impl Default for LoopbackOptions {
    fn default() -> Self {
        Self {
            input_capacity: 64 * 1024,
            max_consume: None,
            sample_rate: 48000,
            bit_width: 16,
            channel_map: vec![ChannelPosition::L, ChannelPosition::R],
            report_output_rate: true,
            planar: false,
            block_frames: 256,
            repeat_eos: false,
            fail_at: None,
        }
    }
}

impl LoopbackOptions {
    /// Options for a PCM input with the canonical layout of its channel
    /// count: mono is centre, more channels follow L R C LFE Ls Rs Lb Rb.
    ///
    /// # Errors
    ///
    /// Returns [`ConfigError::UnsupportedPcmLayout`] for zero or more than
    /// eight channels, or a bit width the container cannot carry.
    pub fn for_pcm(pcm: PcmParameters) -> Result<Self, ConfigError> {
        use ChannelPosition::{Lb, Lfe, Ls, Rb, Rs, C, L, R};

        let channels_ok = (1..=u16::from(MAX_OUTPUT_CHANNELS)).contains(&pcm.channels);
        let bits_ok = pcm.bit_width % 8 == 0 && (8..=MAX_BIT_WIDTH).contains(&pcm.bit_width);
        if !channels_ok || !bits_ok {
            return Err(ConfigError::UnsupportedPcmLayout {
                channels: pcm.channels,
                bits: pcm.bit_width,
            });
        }

        let channel_map = if pcm.channels == 1 {
            vec![C]
        } else {
            [L, R, C, Lfe, Ls, Rs, Lb, Rb]
                .into_iter()
                .take(usize::from(pcm.channels))
                .collect()
        };
        Ok(Self {
            sample_rate: pcm.sample_rate,
            bit_width: pcm.bit_width,
            channel_map,
            ..Self::default()
        })
    }

    fn check(&self, stage: BackendStage) -> Result<(), BackendFault> {
        if self.fail_at == Some(stage) {
            return Err(BackendFault::new(format!("injected {stage} failure")));
        }
        Ok(())
    }

    fn sample_size(&self) -> usize {
        usize::from(self.bit_width / 8)
    }

    fn frame_size(&self) -> usize {
        self.channel_map.len() * self.sample_size()
    }
}

/// Loader for the loopback library ([`LOOPBACK_LIBRARY`]).
///
/// # Example
///
/// ```
/// use stream_decode::backend::{BackendLoader, LoopbackLoader, LoopbackOptions};
/// use stream_decode::config::LOOPBACK_LIBRARY;
///
/// let loader = LoopbackLoader::new(LoopbackOptions::default());
/// assert!(loader.load(LOOPBACK_LIBRARY).is_ok());
/// assert!(loader.load("libdts_m8_wrapper.so").is_err());
/// ```
#[derive(Debug, Clone)]
pub struct LoopbackLoader {
    options: LoopbackOptions,
    live: Arc<AtomicUsize>,
}

impl LoopbackLoader {
    /// Creates a loader with the given options.
    pub fn new(options: LoopbackOptions) -> Self {
        Self {
            options,
            live: Arc::new(AtomicUsize::new(0)),
        }
    }

    /// Library, session and module handles not yet released.
    pub fn live_handles(&self) -> usize {
        self.live.load(Ordering::SeqCst)
    }
}

impl BackendLoader for LoopbackLoader {
    fn load(&self, name: &str) -> Result<Box<dyn BackendLibrary>, BackendFault> {
        if name != LOOPBACK_LIBRARY {
            return Err(BackendFault::new(format!("cannot open {name}")));
        }
        self.options.check(BackendStage::LoadLibrary)?;

        self.live.fetch_add(1, Ordering::SeqCst);
        Ok(Box::new(LoopbackLibrary {
            options: self.options.clone(),
            live: Arc::clone(&self.live),
        }))
    }
}

struct LoopbackLibrary {
    options: LoopbackOptions,
    live: Arc<AtomicUsize>,
}

impl BackendLibrary for LoopbackLibrary {
    fn name(&self) -> &str {
        LOOPBACK_LIBRARY
    }

    fn version(&self) -> u32 {
        LOOPBACK_VERSION
    }

    fn open_session(
        &mut self,
        kind: SessionKind,
        callback: SessionCallback,
    ) -> Result<Box<dyn BackendSession>, BackendFault> {
        self.options.check(BackendStage::OpenSession)?;

        tracing::debug!(?kind, "loopback session opened");
        self.live.fetch_add(1, Ordering::SeqCst);
        Ok(Box::new(LoopbackSession {
            options: self.options.clone(),
            callback,
            outputs: Vec::new(),
            live: Arc::clone(&self.live),
        }))
    }

    fn unload(self: Box<Self>) -> Result<(), BackendFault> {
        self.live.fetch_sub(1, Ordering::SeqCst);
        Ok(())
    }
}

struct LoopbackSession {
    options: LoopbackOptions,
    callback: SessionCallback,
    outputs: Vec<OutputConfig>,
    live: Arc<AtomicUsize>,
}

impl BackendSession for LoopbackSession {
    fn configure_outputs(&mut self, outputs: &[OutputConfig]) -> Result<(), BackendFault> {
        self.options.check(BackendStage::ConfigureOutputs)?;
        self.outputs = outputs.to_vec();
        Ok(())
    }

    fn set_kv_pairs(&mut self, kv_pairs: &str) -> Result<(), BackendFault> {
        self.options.check(BackendStage::SetKvPairs)?;
        tracing::debug!(kv_pairs, "loopback ignores kvpairs");
        Ok(())
    }

    fn init_module(
        &mut self,
        config: &ModuleConfig,
        callback: ModuleCallback,
    ) -> Result<Box<dyn BackendModule>, BackendFault> {
        self.options.check(BackendStage::InitModule)?;
        if config.format != CompressionFormat::Pcm {
            return Err(BackendFault::new(format!(
                "loopback cannot decode {}",
                config.format
            )));
        }
        if self.options.frame_size() == 0 {
            return Err(BackendFault::new("loopback input has no channels"));
        }

        let (producer, consumer) = HeapRb::<u8>::new(self.options.input_capacity.max(1)).split();
        self.live.fetch_add(1, Ordering::SeqCst);
        Ok(Box::new(LoopbackModule {
            options: self.options.clone(),
            outputs: self.outputs.clone(),
            session_callback: Arc::clone(&self.callback),
            module_callback: callback,
            producer,
            consumer: Some(consumer),
            signal: Arc::new(Signal::default()),
            worker: None,
            live: Arc::clone(&self.live),
        }))
    }

    fn close(self: Box<Self>) -> Result<(), BackendFault> {
        self.live.fetch_sub(1, Ordering::SeqCst);
        Ok(())
    }
}

#[derive(Default)]
struct Flags {
    pending: bool,
    starved: bool,
    eos: bool,
    stopping: bool,
}

#[derive(Default)]
struct Signal {
    flags: Mutex<Flags>,
    wake: Condvar,
}

impl Signal {
    fn update(&self, f: impl FnOnce(&mut Flags)) {
        f(&mut self.flags.lock());
        self.wake.notify_one();
    }
}

struct LoopbackModule {
    options: LoopbackOptions,
    outputs: Vec<OutputConfig>,
    session_callback: SessionCallback,
    module_callback: ModuleCallback,
    producer: HeapProd<u8>,
    consumer: Option<HeapCons<u8>>,
    signal: Arc<Signal>,
    worker: Option<JoinHandle<()>>,
    live: Arc<AtomicUsize>,
}

impl LoopbackModule {
    fn halt(&mut self) -> Result<(), BackendFault> {
        let Some(worker) = self.worker.take() else {
            return Ok(());
        };
        self.signal.update(|flags| flags.stopping = true);
        worker
            .join()
            .map_err(|_| BackendFault::new("loopback worker panicked"))
    }
}

impl BackendModule for LoopbackModule {
    fn start(&mut self) -> Result<(), BackendFault> {
        self.options.check(BackendStage::StartModule)?;
        let consumer = self
            .consumer
            .take()
            .ok_or_else(|| BackendFault::new("module already started"))?;

        let worker = Worker {
            options: self.options.clone(),
            outputs: self.outputs.clone(),
            session_callback: Arc::clone(&self.session_callback),
            module_callback: Arc::clone(&self.module_callback),
            consumer,
            signal: Arc::clone(&self.signal),
            pending: Vec::new(),
            frames_emitted: 0,
        };
        let handle = std::thread::Builder::new()
            .name("loopback-decoder".to_string())
            .spawn(move || worker.run())
            .map_err(|e| BackendFault::new(format!("failed to spawn worker: {e}")))?;
        self.worker = Some(handle);
        Ok(())
    }

    fn stop(&mut self) -> Result<(), BackendFault> {
        self.options.check(BackendStage::StopModule)?;
        self.halt()
    }

    fn process(&mut self, buffer: &InputBuffer<'_>) -> ProcessStatus {
        if buffer.eos {
            self.signal.update(|flags| flags.eos = true);
            return ProcessStatus::Consumed(0);
        }
        if self.worker.is_none() {
            return ProcessStatus::Consumed(0);
        }

        let limit = self
            .options
            .max_consume
            .map_or(buffer.data.len(), |max| max.min(buffer.data.len()));
        let pushed = self.producer.push_slice(&buffer.data[..limit]);
        if pushed == 0 {
            self.signal.update(|flags| flags.starved = true);
            ProcessStatus::NotReady
        } else {
            self.signal.update(|flags| flags.pending = true);
            ProcessStatus::Consumed(pushed)
        }
    }

    fn release(mut self: Box<Self>) -> Result<(), BackendFault> {
        self.halt()
    }
}

impl Drop for LoopbackModule {
    fn drop(&mut self) {
        if let Err(e) = self.halt() {
            tracing::warn!("loopback shutdown: {e}");
        }
        self.live.fetch_sub(1, Ordering::SeqCst);
    }
}

struct Worker {
    options: LoopbackOptions,
    outputs: Vec<OutputConfig>,
    session_callback: SessionCallback,
    module_callback: ModuleCallback,
    consumer: HeapCons<u8>,
    signal: Arc<Signal>,
    /// Bytes popped from the queue but not yet delivered.
    pending: Vec<u8>,
    frames_emitted: u64,
}

impl Worker {
    fn run(mut self) {
        self.announce();

        loop {
            let (starved, eos) = {
                let mut flags = self.signal.flags.lock();
                while !(flags.pending || flags.starved || flags.eos || flags.stopping) {
                    self.signal.wake.wait(&mut flags);
                }
                if flags.stopping && !flags.eos {
                    tracing::debug!("loopback worker stopping");
                    return;
                }
                flags.pending = false;
                (std::mem::take(&mut flags.starved), flags.eos)
            };

            self.drain();

            if starved {
                let bytes_available = self.consumer.vacant_len();
                (self.module_callback)(ModuleEvent::SendInputBuffer {
                    bytes_available: Some(bytes_available),
                });
            }

            if eos {
                let leftover = self.pending.len();
                if leftover > 0 {
                    tracing::warn!(bytes = leftover, "discarding partial frame at end of stream");
                }
                (self.session_callback)(SessionEvent::Eos);
                if self.options.repeat_eos {
                    (self.session_callback)(SessionEvent::Eos);
                }
                return;
            }
        }
    }

    fn announce(&self) {
        (self.module_callback)(ModuleEvent::InputConfigChange(InputFormat {
            sample_rate: self.options.sample_rate,
            bit_width: self.options.bit_width,
            channels: self.options.channel_map.len() as u16,
        }));

        for output in &self.outputs {
            (self.session_callback)(SessionEvent::OutputConfigChange {
                output: output.id,
                format: self.output_format(output),
            });
        }
    }

    fn output_format(&self, output: &OutputConfig) -> OutputFormat {
        let channels = self.output_channels(output);
        OutputFormat {
            sample_rate: if self.options.report_output_rate {
                self.options.sample_rate
            } else {
                0
            },
            bit_width: self.options.bit_width,
            interleaved: !self.options.planar,
            channel_map: self.options.channel_map[..channels].to_vec(),
        }
    }

    fn output_channels(&self, output: &OutputConfig) -> usize {
        self.options
            .channel_map
            .len()
            .min(usize::from(output.max_channels))
    }

    /// Pops everything queued and delivers whole blocks.
    fn drain(&mut self) {
        let mut chunk = [0u8; 4096];
        loop {
            let popped = self.consumer.pop_slice(&mut chunk);
            if popped == 0 {
                break;
            }
            self.pending.extend_from_slice(&chunk[..popped]);
            self.deliver(false);
        }
        self.deliver(true);
    }

    /// Delivers full blocks, and with `flush` also the trailing whole frames.
    fn deliver(&mut self, flush: bool) {
        let frame_size = self.options.frame_size();
        let block_size = frame_size * self.options.block_frames.max(1);

        loop {
            let available = if self.pending.len() >= block_size {
                block_size
            } else if flush {
                self.pending.len() - self.pending.len() % frame_size
            } else {
                0
            };
            if available == 0 {
                return;
            }

            let block: Vec<u8> = self.pending.drain(..available).collect();
            let frames = (block.len() / frame_size) as u64;
            let timestamp =
                (self.frames_emitted * 1_000_000 / u64::from(self.options.sample_rate.max(1))) as i64;
            self.frames_emitted += frames;

            for output in &self.outputs {
                let data = self.shape(&block, self.output_channels(output));
                (self.session_callback)(SessionEvent::Data {
                    output: output.id,
                    buffer: DecodedBuffer {
                        data,
                        timestamp: Some(timestamp),
                    },
                });
            }
        }
    }

    /// Keeps the first `channels` channels of each frame, as interleaved
    /// frames or planes.
    fn shape(&self, block: &[u8], channels: usize) -> Vec<u8> {
        let sample_size = self.options.sample_size();
        let frame_size = self.options.frame_size();
        let mut out = Vec::with_capacity(block.len() / frame_size * channels * sample_size);

        if self.options.planar {
            for channel in 0..channels {
                for frame in block.chunks_exact(frame_size) {
                    let start = channel * sample_size;
                    out.extend_from_slice(&frame[start..start + sample_size]);
                }
            }
        } else {
            for frame in block.chunks_exact(frame_size) {
                out.extend_from_slice(&frame[..channels * sample_size]);
            }
        }
        out
    }
}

---*---

**ABOUT THIS EXERCISE**
Within the data above, pick out all lines holding the word "impl".

**COMPLETED EXERCISE**
impl Default for LoopbackOptions {
impl LoopbackOptions {
impl LoopbackLoader {
impl BackendLoader for LoopbackLoader {
impl BackendLibrary for LoopbackLibrary {
impl BackendSession for LoopbackSession {
impl Signal {
    fn update(&self, f: impl FnOnce(&mut Flags)) {
impl LoopbackModule {
impl BackendModule for LoopbackModule {
impl Drop for LoopbackModule {
impl Worker {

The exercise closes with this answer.